▶ _Exercise objective_: Your answer is one number: the count of lines below that hold the word "AtomicDeviceStatus".

Provided information below:

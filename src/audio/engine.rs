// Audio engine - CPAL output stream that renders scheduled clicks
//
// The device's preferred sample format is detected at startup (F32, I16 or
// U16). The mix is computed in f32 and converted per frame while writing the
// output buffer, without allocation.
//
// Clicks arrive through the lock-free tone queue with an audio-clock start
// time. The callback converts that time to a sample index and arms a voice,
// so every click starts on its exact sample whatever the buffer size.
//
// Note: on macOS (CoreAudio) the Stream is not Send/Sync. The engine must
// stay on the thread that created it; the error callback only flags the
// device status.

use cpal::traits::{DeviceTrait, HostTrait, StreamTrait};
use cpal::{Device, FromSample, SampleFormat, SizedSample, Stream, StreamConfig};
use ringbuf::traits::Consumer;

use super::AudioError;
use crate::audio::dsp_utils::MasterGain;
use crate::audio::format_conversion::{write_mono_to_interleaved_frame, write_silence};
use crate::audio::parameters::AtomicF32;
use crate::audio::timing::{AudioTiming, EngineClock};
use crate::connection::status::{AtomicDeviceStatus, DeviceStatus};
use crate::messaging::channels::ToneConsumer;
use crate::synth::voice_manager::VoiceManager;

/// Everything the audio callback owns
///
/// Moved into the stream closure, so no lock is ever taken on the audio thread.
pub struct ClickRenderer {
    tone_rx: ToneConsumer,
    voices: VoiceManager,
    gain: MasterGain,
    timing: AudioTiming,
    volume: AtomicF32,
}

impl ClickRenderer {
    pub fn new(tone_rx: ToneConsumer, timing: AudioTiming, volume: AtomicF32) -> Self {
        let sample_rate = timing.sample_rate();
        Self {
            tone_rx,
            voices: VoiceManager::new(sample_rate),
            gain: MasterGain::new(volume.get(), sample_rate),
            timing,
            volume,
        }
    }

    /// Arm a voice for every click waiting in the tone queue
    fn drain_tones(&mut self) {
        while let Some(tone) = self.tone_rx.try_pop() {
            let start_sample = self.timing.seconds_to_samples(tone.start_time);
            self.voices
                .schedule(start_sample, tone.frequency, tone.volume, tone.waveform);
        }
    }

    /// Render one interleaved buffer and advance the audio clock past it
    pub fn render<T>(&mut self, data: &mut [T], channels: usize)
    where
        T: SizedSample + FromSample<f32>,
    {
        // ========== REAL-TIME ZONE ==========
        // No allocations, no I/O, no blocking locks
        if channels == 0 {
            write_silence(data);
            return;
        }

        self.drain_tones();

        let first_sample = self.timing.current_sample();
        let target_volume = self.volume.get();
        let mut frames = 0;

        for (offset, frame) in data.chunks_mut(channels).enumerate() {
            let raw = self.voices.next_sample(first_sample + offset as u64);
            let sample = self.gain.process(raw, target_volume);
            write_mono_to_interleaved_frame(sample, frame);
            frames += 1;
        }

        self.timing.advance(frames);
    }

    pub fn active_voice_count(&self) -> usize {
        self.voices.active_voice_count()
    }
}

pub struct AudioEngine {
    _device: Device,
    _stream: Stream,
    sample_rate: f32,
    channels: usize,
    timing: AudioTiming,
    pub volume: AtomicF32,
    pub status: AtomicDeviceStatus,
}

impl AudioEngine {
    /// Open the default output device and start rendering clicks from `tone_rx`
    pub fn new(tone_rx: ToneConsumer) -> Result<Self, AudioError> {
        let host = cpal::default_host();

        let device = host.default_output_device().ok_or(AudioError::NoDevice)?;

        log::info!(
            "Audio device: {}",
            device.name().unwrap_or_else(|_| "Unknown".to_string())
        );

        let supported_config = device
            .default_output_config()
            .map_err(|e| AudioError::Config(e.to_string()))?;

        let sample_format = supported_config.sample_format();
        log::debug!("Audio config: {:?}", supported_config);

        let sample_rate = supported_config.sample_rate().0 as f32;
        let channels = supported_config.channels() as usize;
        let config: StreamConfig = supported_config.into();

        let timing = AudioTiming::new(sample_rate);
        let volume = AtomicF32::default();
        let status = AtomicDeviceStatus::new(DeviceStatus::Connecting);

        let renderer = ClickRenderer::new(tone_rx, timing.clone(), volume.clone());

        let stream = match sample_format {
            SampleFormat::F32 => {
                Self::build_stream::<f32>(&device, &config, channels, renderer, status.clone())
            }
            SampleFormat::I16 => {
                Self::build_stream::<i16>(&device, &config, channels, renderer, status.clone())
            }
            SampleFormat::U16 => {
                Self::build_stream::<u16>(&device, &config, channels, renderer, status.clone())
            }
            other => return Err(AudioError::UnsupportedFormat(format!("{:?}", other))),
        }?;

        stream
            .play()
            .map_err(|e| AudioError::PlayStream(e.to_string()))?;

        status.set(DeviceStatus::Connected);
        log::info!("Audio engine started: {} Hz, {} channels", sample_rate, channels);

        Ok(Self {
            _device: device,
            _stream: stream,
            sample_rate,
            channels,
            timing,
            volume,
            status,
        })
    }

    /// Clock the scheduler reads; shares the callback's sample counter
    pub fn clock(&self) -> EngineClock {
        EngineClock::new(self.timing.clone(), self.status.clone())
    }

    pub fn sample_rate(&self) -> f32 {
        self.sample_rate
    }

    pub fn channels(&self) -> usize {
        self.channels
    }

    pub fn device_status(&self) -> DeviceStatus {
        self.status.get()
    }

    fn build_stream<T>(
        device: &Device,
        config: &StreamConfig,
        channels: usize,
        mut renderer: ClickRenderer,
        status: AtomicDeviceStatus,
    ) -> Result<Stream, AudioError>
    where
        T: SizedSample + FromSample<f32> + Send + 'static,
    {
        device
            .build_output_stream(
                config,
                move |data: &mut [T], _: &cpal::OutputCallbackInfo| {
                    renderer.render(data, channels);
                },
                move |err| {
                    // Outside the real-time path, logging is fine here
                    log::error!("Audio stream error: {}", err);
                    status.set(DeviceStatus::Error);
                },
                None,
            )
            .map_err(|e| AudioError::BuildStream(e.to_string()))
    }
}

End of Provided information.

▶ _Output for this task_: 4